Sunday, December 15, 2013

Songs #444 & 445 - A Special Two-Headed Sunday!

Song #444 of 9999                                   Song #445 of 9999

Title: Foolish Love                                     Title: Two-Headed Boy/Fool
Artist: Rufus Wainwright                           Artist: Neutral Milk Hotel
Year: 1998                                                  Year: 1998
Rufus Wainwright                         Album: In the Aeroplane Over the Sea


Developed a case of lethargy and took a couple of unscheduled days off so I thought I'd come back strong with songs from two of my favorite albums from 1998. 

I could say you would be hard-pressed to find two artists more different than Rufus Wainwright and Neutral Milk Hotel and many people would agree, but of course, that's a gross overstatement—I suppose they're both considered "indie rock." But if we limit our thinking to that rather broad (or narrow, depending on your perspective) spectrum, they are quite different on the surface. One is practically a sequined crooner while the other is a proverbial "diamond in the rough." But I propose they have more in common than first meets the ear.

First, and perhaps most significantly, both artists have a penchant for the grandiose. "Foolish Love," as lush and operatic as it is, is likely not even the most majestic song on Wainwright's debut, let alone his catalog. The Schubertian piano, theater organ, lush strings—Freddie Mercury would feel right at home in this musical suit. "Two-Headed Boy" from In the Aeroplane Over the Sea expresses its grandness in other ways but is no less imposing a force. Listening to the acoustic guitar played in stadium rock style, you'd think someone forgot to unmute the rest of the band while mixing the track. Jeff Mangum's vocal performance is so huge it can't be contained by the recording, clipping unapologetically during the chorus.

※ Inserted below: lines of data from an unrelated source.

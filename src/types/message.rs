//! Message types exchanged with models, tools and sessions.

use chrono::{DateTime, Utc};
use serde::{Deserialize, Serialize};
use strum::{Display, EnumString};
use uuid::Uuid;

/// Author recorded on messages supplied by the end user.
pub const USER_AUTHOR: &str = "user";

/// A node in the conversation transcript.
///
/// `parts` is index-addressable: tool execution writes each result back into
/// the same index it read the call from.
#[derive(Debug, Clone, Serialize, Deserialize, PartialEq)]
pub struct Message {
    pub id: String,
    pub role: Role,
    pub parts: Vec<Part>,
    pub status: MessageStatus,
    /// Logical producer (agent name, or [`USER_AUTHOR`]).
    #[serde(default, skip_serializing_if = "String::is_empty")]
    pub author: String,
    /// Invocation this message belongs to; stamped by the engine.
    #[serde(default, skip_serializing_if = "String::is_empty")]
    pub invocation_id: String,
    #[serde(default, skip_serializing_if = "Option::is_none")]
    pub timestamp: Option<DateTime<Utc>>,
}

impl Message {
    /// Create a completed message with a fresh id.
    pub fn new(role: Role, parts: Vec<Part>) -> Self {
        Self {
            id: Uuid::new_v4().to_string(),
            role,
            parts,
            status: MessageStatus::Completed,
            author: String::new(),
            invocation_id: String::new(),
            timestamp: Some(Utc::now()),
        }
    }

    /// Create a system message.
    pub fn system(text: impl Into<String>) -> Self {
        Self::new(Role::System, vec![Part::text(text)])
    }

    /// Create a user message.
    pub fn user(text: impl Into<String>) -> Self {
        Self::new(Role::User, vec![Part::text(text)]).with_author(USER_AUTHOR)
    }

    /// Create an assistant message.
    pub fn assistant(text: impl Into<String>) -> Self {
        Self::new(Role::Assistant, vec![Part::text(text)])
    }

    /// Create a tool message requesting the given calls.
    pub fn tool_call(calls: impl IntoIterator<Item = ToolPart>) -> Self {
        Self::new(Role::Tool, calls.into_iter().map(Part::Tool).collect())
    }

    pub fn with_status(mut self, status: MessageStatus) -> Self {
        self.status = status;
        self
    }

    pub fn with_author(mut self, author: impl Into<String>) -> Self {
        self.author = author.into();
        self
    }

    pub fn with_id(mut self, id: impl Into<String>) -> Self {
        self.id = id.into();
        self
    }

    pub fn with_invocation_id(mut self, invocation_id: impl Into<String>) -> Self {
        self.invocation_id = invocation_id.into();
        self
    }

    /// Append a part.
    pub fn with_part(mut self, part: Part) -> Self {
        self.parts.push(part);
        self
    }

    pub fn is_completed(&self) -> bool {
        self.status == MessageStatus::Completed
    }

    /// Extract the text content, concatenating all text parts.
    pub fn text(&self) -> String {
        self.parts
            .iter()
            .filter_map(|part| match part {
                Part::Text { text } => Some(text.as_str()),
                _ => None,
            })
            .collect::<Vec<_>>()
            .join("")
    }

    /// Tool-invocation parts together with their index in `parts`.
    pub fn tool_parts(&self) -> Vec<(usize, &ToolPart)> {
        self.parts
            .iter()
            .enumerate()
            .filter_map(|(idx, part)| match part {
                Part::Tool(tool) => Some((idx, tool)),
                _ => None,
            })
            .collect()
    }
}

/// Conversation role.
#[derive(
    Debug, Clone, Copy, Serialize, Deserialize, PartialEq, Eq, Hash, Display, EnumString,
)]
#[serde(rename_all = "lowercase")]
#[strum(serialize_all = "lowercase")]
pub enum Role {
    System,
    User,
    Assistant,
    Tool,
}

/// Lifecycle status of a message.
///
/// `Incomplete` marks a partial streamed chunk; `Completed` marks the terminal
/// message for its role in the current step.
#[derive(
    Debug, Clone, Copy, Serialize, Deserialize, PartialEq, Eq, Hash, Display, EnumString,
)]
#[serde(rename_all = "snake_case")]
#[strum(serialize_all = "snake_case")]
pub enum MessageStatus {
    InProgress,
    Incomplete,
    Completed,
}

/// A single typed unit of message content.
#[derive(Debug, Clone, Serialize, Deserialize, PartialEq)]
#[serde(tag = "type", rename_all = "snake_case")]
pub enum Part {
    Text { text: String },
    File(FilePart),
    Data(DataPart),
    Tool(ToolPart),
}

impl Part {
    pub fn text(text: impl Into<String>) -> Self {
        Self::Text { text: text.into() }
    }
}

/// Reference to an external file.
#[derive(Debug, Clone, Serialize, Deserialize, PartialEq)]
pub struct FilePart {
    pub uri: String,
    pub mime_type: String,
    #[serde(default, skip_serializing_if = "Option::is_none")]
    pub name: Option<String>,
}

/// Inline binary payload, base64-encoded on the wire.
#[derive(Debug, Clone, Serialize, Deserialize, PartialEq)]
pub struct DataPart {
    #[serde(with = "base64_bytes")]
    pub bytes: Vec<u8>,
    pub mime_type: String,
    #[serde(default, skip_serializing_if = "Option::is_none")]
    pub name: Option<String>,
}

/// A tool invocation: call identity, serialized arguments and, once executed,
/// the serialized result.
#[derive(Debug, Clone, Serialize, Deserialize, PartialEq)]
pub struct ToolPart {
    pub id: String,
    pub name: String,
    pub request: String,
    #[serde(default, skip_serializing_if = "Option::is_none")]
    pub response: Option<String>,
}

impl ToolPart {
    pub fn new(id: impl Into<String>, name: impl Into<String>, request: impl Into<String>) -> Self {
        Self {
            id: id.into(),
            name: name.into(),
            request: request.into(),
            response: None,
        }
    }
}

mod base64_bytes {
    use base64::{engine::general_purpose::STANDARD, Engine as _};
    use serde::{Deserialize, Deserializer, Serializer};

    pub fn serialize<S: Serializer>(bytes: &[u8], serializer: S) -> Result<S::Ok, S::Error> {
        serializer.serialize_str(&STANDARD.encode(bytes))
    }

    pub fn deserialize<'de, D: Deserializer<'de>>(deserializer: D) -> Result<Vec<u8>, D::Error> {
        let encoded = String::deserialize(deserializer)?;
        STANDARD.decode(encoded).map_err(serde::de::Error::custom)
    }
}

#[cfg(test)]
mod tests {
    use super::*;
    use pretty_assertions::assert_eq;

    #[test]
    fn tool_parts_report_original_indices() {
        let message = Message::new(
            Role::Tool,
            vec![
                Part::text("calling"),
                Part::Tool(ToolPart::new("c1", "a", "{}")),
                Part::Tool(ToolPart::new("c2", "b", "{}")),
            ],
        );
        let indices: Vec<usize> = message.tool_parts().iter().map(|(idx, _)| *idx).collect();
        assert_eq!(indices, vec![1, 2]);
    }

    #[test]
    fn data_part_serializes_as_base64() {
        let part = Part::Data(DataPart {
            bytes: b"hi".to_vec(),
            mime_type: "text/plain".into(),
            name: None,
        });
        let json = serde_json::to_value(&part).expect("serialize");
        assert_eq!(json["type"], "data");
        assert_eq!(json["bytes"], "aGk=");
        let back: Part = serde_json::from_value(json).expect("deserialize");
        assert_eq!(back, part);
    }

    #[test]
    fn status_and_role_use_snake_case_names() {
        assert_eq!(MessageStatus::InProgress.to_string(), "in_progress");
        assert_eq!("tool".parse::<Role>().expect("parse role"), Role::Tool);
        let json = serde_json::to_string(&MessageStatus::Incomplete).expect("serialize");
        assert_eq!(json, "\"incomplete\"");
    }

    #[test]
    fn user_message_is_authored_by_user() {
        let message = Message::user("hello");
        assert_eq!(message.author, USER_AUTHOR);
        assert_eq!(message.role, Role::User);
        assert!(message.is_completed());
        assert_eq!(message.text(), "hello");
    }
}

The second parallel between the two artists is their shared interest in nostalgia. "Two-Headed Boy" transitions immediately into "Fool," a waltz that takes advantage of variety of winds and percussion to render something like the sound of a turn of the (20th) century New Orleans funeral procession. "Foolish Love" sounds like Tin Pan Alley even before the 2:00 mark when old-timey chords and colors (saloon piano, accordion and strings) wrest control of the song.

Finally, it's worth noting the similarities in tone color between Wainwright's and Mangum's voices. They use their voices in almost completely different ways—Wainwright the cabaret singer and Mangum the emotional folkie. But they both sing way up in their heads in what can affectionately be called a "nasal sound." This is the least significant commonality (I hate to use the word similarity—its more interesting to think these two artists can take common concepts and still be so dissimilar) but certainly one of note. Whether you love or hate them both or hate one and love the other, I think you must admit Rufus Wainwright and Neutral Milk Hotel have more in common than you thought!

See you tomorrow in 2008. 

1 comment:

  1. I have nothing to add except to say this is a great post. So I will add that.